Why I no longer do “Lung Busters”
by Terry Laughlin
I received an email from an enthused graduate of a TI Workshop, which read in part "By kicking from the abductor, combined with streamlining, I was able to kick the whole length of the pool underwater with only slight discomfort from not breathing. I did about 50 lengths of lung busters and I must say I have a new comfortable way to do a lung buster."
I asked what he meant by a lung buster and he said repeated 25s without breathing. I used to do a bit of that, as well as longer repeats with limited breathing, sometimes as infrequently as a breath every 9 freestyle strokes. I no longer do either – partly because my breath-holding capacity is pretty much nil at 58, but more because I now believe it’s far more advantageous to practice, than to avoid, breathing.
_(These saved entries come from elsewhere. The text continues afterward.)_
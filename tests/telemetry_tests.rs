use voxnote::list::ListAction;
use voxnote::routing::{IntentType, RouteKind, RoutingMode};
use voxnote::telemetry::{ExecutionOutcome, TelemetryEvent, TelemetryObserver, TelemetryRecorder};

fn execution(outcome: ExecutionOutcome, matched: usize, total: usize) -> TelemetryEvent {
    TelemetryEvent::ListExecution {
        action: ListAction::Add,
        outcome,
        matched,
        total,
    }
}

#[test]
fn test_snapshot_counts() {
    let recorder = TelemetryRecorder::new();

    // 1. Routes
    recorder.on_event(TelemetryEvent::RouteDecision { kind: RouteKind::Note });
    recorder.on_event(TelemetryEvent::RouteDecision { kind: RouteKind::ReminderTime });

    // 2. Modes
    recorder.on_event(TelemetryEvent::AdaptiveDecision {
        mode: RoutingMode::RefineOnly,
        intent: IntentType::Destructive,
        forced: true,
    });

    // 3. Executions
    recorder.on_event(execution(ExecutionOutcome::Success, 3, 4));
    recorder.on_event(execution(ExecutionOutcome::Incomplete, 0, 0));
    recorder.on_event(execution(ExecutionOutcome::Success, 1, 4));

    let snapshot = recorder.snapshot();
    assert_eq!(snapshot.route_stats.total, 2);
    assert_eq!(snapshot.route_stats.by_kind.get(&RouteKind::ReminderTime), Some(&1));
    assert_eq!(snapshot.mode_stats.refine_only, 1);
    assert_eq!(snapshot.mode_stats.forced, 1);
    assert_eq!(snapshot.execution_stats.success, 2);
    assert_eq!(snapshot.execution_stats.incomplete, 1);
    assert_eq!(snapshot.execution_stats.items_requested, 8);
    assert!((snapshot.execution_stats.match_ratio - 0.5).abs() < 1e-9);
}

#[test]
fn test_empty_snapshot() {
    let snapshot = TelemetryRecorder::new().snapshot();
    assert_eq!(snapshot.route_stats.total, 0);
    assert_eq!(snapshot.execution_stats.match_ratio, 0.0, "no division by zero");
}

#[test]
fn test_buffer_is_bounded() {
    let recorder = TelemetryRecorder::new();
    recorder.record(TelemetryEvent::RouteDecision { kind: RouteKind::List });
    for _ in 0..10_000 {
        recorder.record(TelemetryEvent::RouteDecision { kind: RouteKind::Note });
    }

    let events = recorder.events();
    assert_eq!(events.len(), 10_000);
    assert!(
        !events.contains(&TelemetryEvent::RouteDecision { kind: RouteKind::List }),
        "oldest event must be dropped"
    );

    recorder.clear();
    assert!(recorder.events().is_empty());
}

#[test]
fn test_events_serialize_without_text() {
    let event = TelemetryEvent::AdaptiveDecision {
        mode: RoutingMode::ReflexOnly,
        intent: IntentType::ListCommand,
        forced: true,
    };
    let json = serde_json::to_string(&event).expect("serializable");
    assert_eq!(
        json,
        r#"{"AdaptiveDecision":{"mode":"REFLEX_ONLY","intent":"LIST_COMMAND","forced":true}}"#
    );
}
Now and again in pool practice, I find myself swimming nearly a full length, without breathing — usually the first lap of my practice. Rather than trying to hold my breath it happens more because I’m just enjoying being back in the water, enjoying weightlessness and flow, and doing some focused "tuning" of my stroke. Next thing I know I’m nearly at the other wall and haven’t taken a breath yet. Because I’m so relaxed I haven’t needed a breath.
But that’s different than the "lung busters" I did years ago. Then it was my goal to not breathe. Now it’s something that happens – nearly unconsciously — while I focus on relaxing.
Why did I do lung busters back then? Partly because I believed — incorrectly as it happens — that breath holding could increase lung capacity. I’ve since learned that the only physiological result of breath-holding is an increase in CO2 levels, not lung capacity. And there’s no desirable training effect from that.
And partly because I still associated swimming well with "increasing my pain threshold." But my goals now are different — to increase the distance and speed I can swim without discomfort.
At that time I also believed breathing necessarily hurt stroke efficiency, because – at the time – that was the case. Since then I’ve devoted myself to making my breath-taking as seamless and efficient as possible. That being the case I want to practice breathing as frequently as possible, rather than avoid breathing. Since doing so I’ve learned it’s possible for my stroke to be improved — rather than interrupted — by the act of breath-taking.
And the benefit of that is obvious. Hard-working muscles work better, and "complain" less, when they get all the oxygen they need.
I often work on breathing skills by practicing drills such as "nodding" in Lesson Six of Easy Freestyle DVD, or the "Seamless Sighting" exercise in the Outside the Box DVD.